Profile: Mabel's Cottage, in Freetown, Sierra Leone, was the home of Zainab Turay’s mother, Mabel Lewis. Upon her mother’s passing, Turay inherited the house and decided to use it to shelter pregnant teenagers. Mabel’s Cottage Foundation was established and legally registered in the spring of 2014. “This is a tribute,” says Turay, “to my mother, who during her lifetime, also dedicated herself to help other people.”

Mabel’s Cottage Foundation aims to improve the lives of teenagers in Sierra Leone—in particular, vulnerable, single, pregnant teenagers and their children—while helping them to build a future and to become financially responsible. Turay’s work is considered by people in Sierra Leone as well as in the Netherlands—where Turay lives—as a great opportunity to provide teenagers a perspective for a better life. The foundation provides support, including shelter and care, for the first 18 months during and after the girls’ pregnancy. During their stay in the cottage, the girls also receive basic vocational training and support to set up their own businesses if they are capable.

Turay recalls that, apart from the structure left by her mother, the idea of a foundation for pregnant teenagers started with little hats and a friend, Gea Wildeman:

“I like telling stories about Sierra Leone, since it is my country of origin. In the hospital where Gea worked there was a pediatrician who started a project and requested the staff of the hospital to knit baby hats/caps for newborn babies . . .. Gea, together with her girlfriends, knitted 100+ hats, which she gave me to take them to Sierra Leone. I did that and made a short video to show her how grateful they were.”

Throughout the cottage’s decade-long operation, Turay and her colleagues have been able to help reduce the country’s maternal mortality rate and make over 100 girls self-sufficient through education. The girls are prepared to either go to a mainstream school or to learn a trade. The foundation has successfully delivered and empowered over 100 girls since its establishment.

There are downsides: Due to poor health facilities in Sierra Leone, Turay fears losing a mother or a child or both.
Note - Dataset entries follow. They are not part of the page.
// src/scan/classify.rs
// =============================================================================
// This module decides what kind of link a raw URL is.
//
// Classification precedence:
// 1. mailto:  -> Mailto (dropped, never checked)
// 2. matches an exclude pattern -> Excluded (reported as ignored)
// 3. starts with '#' -> PureAnchor (same-page reference, dropped)
// 4. matches the remote-URL pattern -> Remote
// 5. everything else -> Local
//
// Classification is a pure function of the URL text and the two filters.
// No filesystem, no network - the same URL always gets the same kind, which
// is what makes scans reproducible.
// =============================================================================

use anyhow::{Context, Result};
use regex::Regex;

// The kind a link gets assigned exactly once by the classifier
#[derive(Debug, Clone, Copy, PartialEq, Eq)]
pub enum LinkKind {
    /// Points inside the document tree, resolved on disk
    Local,
    /// Absolute web URL, verified over the network
    Remote,
    /// mailto: reference, never checked
    Mailto,
    /// Same-page #fragment reference, never checked
    PureAnchor,
    /// Matched an exclude pattern
    Excluded,
}

// Generic absolute web URL pattern, used when no domain filter is set
const REMOTE_URL_PATTERN: &str =
    r"https?://(www\.)?[-a-zA-Z0-9@:%._\+~#=]{1,256}\.[a-zA-Z0-9()]{1,6}\b([-a-zA-Z0-9()@:%_\+.~#?&//=]*)";

// The compiled classification filters for one scan run
pub struct Filters {
    remote: Regex,
    exclude: Vec<Regex>,
}

impl Filters {
    // Compiles the filters once, up front
    //
    // With a domain filter only URLs under that domain count as remote;
    // everything else (including absolute URLs to other hosts!) falls
    // through to Local. Without one, any absolute web URL is remote.
    pub fn new(domain: Option<&str>, exclude: &[String]) -> Result<Self> {
        let remote = match domain {
            Some(domain) => {
                let pattern = format!("https?://{}[=a-zA-Z0-9_/?&%+#.\\-]*", regex::escape(domain));
                Regex::new(&pattern)
                    .with_context(|| format!("invalid domain filter: {domain}"))?
            }
            // Constant pattern, known to be valid
            None => Regex::new(REMOTE_URL_PATTERN).unwrap(),
        };

        let exclude = exclude
            .iter()
            .map(|pattern| {
                Regex::new(pattern)
                    .with_context(|| format!("invalid exclude pattern: {pattern}"))
            })
            .collect::<Result<Vec<_>>>()?;

        Ok(Self { remote, exclude })
    }

    // Assigns the kind for one raw URL
    pub fn classify(&self, url: &str) -> LinkKind {
        if url.starts_with("mailto:") {
            return LinkKind::Mailto;
        }

        if self.exclude.iter().any(|regex| regex.is_match(url)) {
            return LinkKind::Excluded;
        }

        // A lone fragment refers within its own document and is never
        // checked. An EMPTY url is not an anchor though: it stays Local so
        // the resolver can report it as empty.
        if url.starts_with('#') {
            return LinkKind::PureAnchor;
        }

        // Unanchored search, like the other filters
        if self.remote.is_match(url) {
            LinkKind::Remote
        } else {
            LinkKind::Local
        }
    }
}

// Strips a trailing #fragment: "page#section" -> "page"
//
// Local targets are files on disk; the fragment part only means something
// to a browser.
pub fn strip_fragment(url: &str) -> &str {
    match url.find('#') {
        Some(idx) => &url[..idx],
        None => url,
    }
}
use std::process::ExitCode;
use std::sync::Arc;

use clap::Parser;
use tracing::{error, info};
use tracing_subscriber::EnvFilter;

use rollout_ssh::{Config, Rollout, RolloutError, Settings, SshRemote};

fn setup_logging(verbose: bool) {
    let filter = EnvFilter::try_from_default_env()
        .unwrap_or_else(|_| EnvFilter::new(if verbose { "debug" } else { "info" }));
    tracing_subscriber::fmt()
        .with_env_filter(filter)
        .with_target(false)
        .init();
}

async fn run(cli: Config) -> Result<(), RolloutError> {
    let settings = Settings::resolve(cli)?;
    info!(
        "[Rollout] running {} as {} on hosts from {}",
        settings.script.display(),
        settings.user,
        settings.hosts_file.display()
    );
    let remote = Arc::new(SshRemote::new(&settings));
    let rollout = Rollout::new(settings, remote)?;
    rollout.run().await?;
    Ok(())
}

#[tokio::main]
async fn main() -> ExitCode {
    let cli = Config::parse();
    setup_logging(cli.verbose);

    match run(cli).await {
        Ok(()) => ExitCode::SUCCESS,
        Err(e) => {
            error!("[Rollout] {}", e);
            ExitCode::FAILURE
        }
    }
}
//! The round loop.
//!
//! Each round reads the pending-host list, spawns the two log owners and one task per pending host,
//! and waits for every host task before closing the logs. Rounds repeat until the list is empty.

use std::sync::Arc;

use colourado::{ColorPalette, PaletteType};
use futures::future::{join_all, try_join};
use tokio::sync::Semaphore;
use tokio::task::JoinHandle;
use tracing::{error, info};

use crate::config::Settings;
use crate::error::RolloutError;
use crate::host::HostList;
use crate::journal::{self, AppendLog};
use crate::session::Remote;
use crate::task::{HostOutcome, HostTask, TaskContext};

/// What a single round did.
#[derive(Debug, Clone, PartialEq, Eq)]
pub enum RoundOutcome {
    /// The pending-host list was empty; nothing was started.
    Drained,
    Ran(RoundSummary),
}

#[derive(Debug, Clone, Default, PartialEq, Eq)]
pub struct RoundSummary {
    pub completed: usize,
    pub failed: usize,
}

pub struct Rollout {
    settings: Settings,
    hosts: HostList,
    ctx: Arc<TaskContext>,
}

impl Rollout {
    pub fn new(settings: Settings, remote: Arc<dyn Remote>) -> Result<Self, RolloutError> {
        settings.validate()?;
        let registry = settings.command_registry()?;
        let ctx = Arc::new(TaskContext::new(&settings, remote, registry));
        let hosts = HostList::new(&settings.hosts_file);
        Ok(Self {
            settings,
            hosts,
            ctx,
        })
    }

    /// Runs rounds until every host is done. Returns the number of rounds that did work.
    pub async fn run(&self) -> Result<usize, RolloutError> {
        let mut round = 1;
        loop {
            match self.run_round(round).await? {
                RoundOutcome::Drained => {
                    info!("[Rollout] all hosts done after {} round(s)", round - 1);
                    return Ok(round - 1);
                }
                RoundOutcome::Ran(summary) => {
                    info!(
                        "[Rollout] round {} finished: {} completed, {} failed",
                        round, summary.completed, summary.failed
                    );
                }
            }
            // Don't spam unreachable hosts with reconnects.
            tokio::time::sleep(self.settings.round_delay).await;
            round += 1;
        }
    }

    /// Runs one round over whatever is currently pending.
    pub async fn run_round(&self, round: usize) -> Result<RoundOutcome, RolloutError> {
        let hosts = self.hosts.load_all()?;
        if hosts.is_empty() {
            return Ok(RoundOutcome::Drained);
        }
        info!("[Rollout] round {}: {} host(s) pending", round, hosts.len());

        let status_log = AppendLog::open(&self.settings.status_log)?;
        let done_log = AppendLog::open(&self.settings.done_log)?;

        // Each channel closes once the last host task drops its sender, which ends the owner loop.
        let (status_tx, status_rx) = journal::channel();
        let (done_tx, done_rx) = journal::channel();
        let status_writer = tokio::spawn(journal::status_writer(status_log, status_rx));
        let done_writer =
            tokio::spawn(journal::done_writer(done_log, self.hosts.clone(), done_rx));

        let limit = self.settings.max_parallel.map(|n| Arc::new(Semaphore::new(n)));
        let colors = ColorPalette::new(hosts.len() as u32, PaletteType::Pastel, false).colors;
        let mut tasks: Vec<JoinHandle<HostOutcome>> = Vec::with_capacity(hosts.len());
        for (host, color) in hosts.into_iter().zip(colors) {
            let task = HostTask::new(
                host,
                color,
                Arc::clone(&self.ctx),
                status_tx.clone(),
                done_tx.clone(),
            );
            let limit = limit.clone();
            tasks.push(tokio::spawn(async move {
                let _permit = match limit {
                    Some(limit) => limit.acquire_owned().await.ok(),
                    None => None,
                };
                task.run().await
            }));
        }
        drop(status_tx);
        drop(done_tx);

        // Resolves early only if an owner fails. Otherwise it finishes once every sender is gone.
        let owners = try_join(owned(status_writer), owned(done_writer));
        tokio::pin!(owners);
        let aborts: Vec<_> = tasks.iter().map(|task| task.abort_handle()).collect();
        let hosts_done = join_all(tasks);
        tokio::pin!(hosts_done);

        let mut owners_finished = false;
        let outcomes = tokio::select! {
            biased;
            outcomes = &mut hosts_done => outcomes,
            result = &mut owners => match result {
                Err(e) => {
                    error!("[Rollout] aborting round {}: {}", round, e);
                    aborts.iter().for_each(|task| task.abort());
                    return Err(e);
                }
                Ok(_) => {
                    owners_finished = true;
                    hosts_done.await
                }
            },
        };
        if !owners_finished {
            owners.await?;
        }

        let mut summary = RoundSummary::default();
        for outcome in outcomes {
            match outcome {
                Ok(HostOutcome::Completed) => summary.completed += 1,
                Ok(HostOutcome::Failed(_)) => summary.failed += 1,
                Err(e) => {
                    error!("[Rollout] host task panicked: {}", e);
                    summary.failed += 1;
                }
            }
        }
        Ok(RoundOutcome::Ran(summary))
    }
}

async fn owned(handle: JoinHandle<Result<(), RolloutError>>) -> Result<(), RolloutError> {
    handle.await?
}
She constantly tries to overcome that situation: “In our 10 years of work,” she says, “we have lost three babies and not a single girl. We spend hours to ensure we provide water to the hospital section of the cottage just to ensure our girls have a hygienic environment to deliver their babies.”

There are also the threats. Turay and her team face verbal abuse from the men who have impregnated the girls and who fear prosecution.

And of course it’s financially difficult to run Mabel’s Cottage. Getting girls off the street, sheltering them, and providing them with services requires huge resources: “We get most of our funding from the Netherlands and from our multiple projects,” reports Turay. “We have a bakery, a library, and a mini-market. I believe in being self-sufficient; just the smile on the face of our girls keeps me going. I know that without our help they will be stranded.”

Turay’s greatest wish is to see better health care for abused teenagers and to be able to provide them with support that will ensure their physical, social, and mental well-being while making them self-reliant.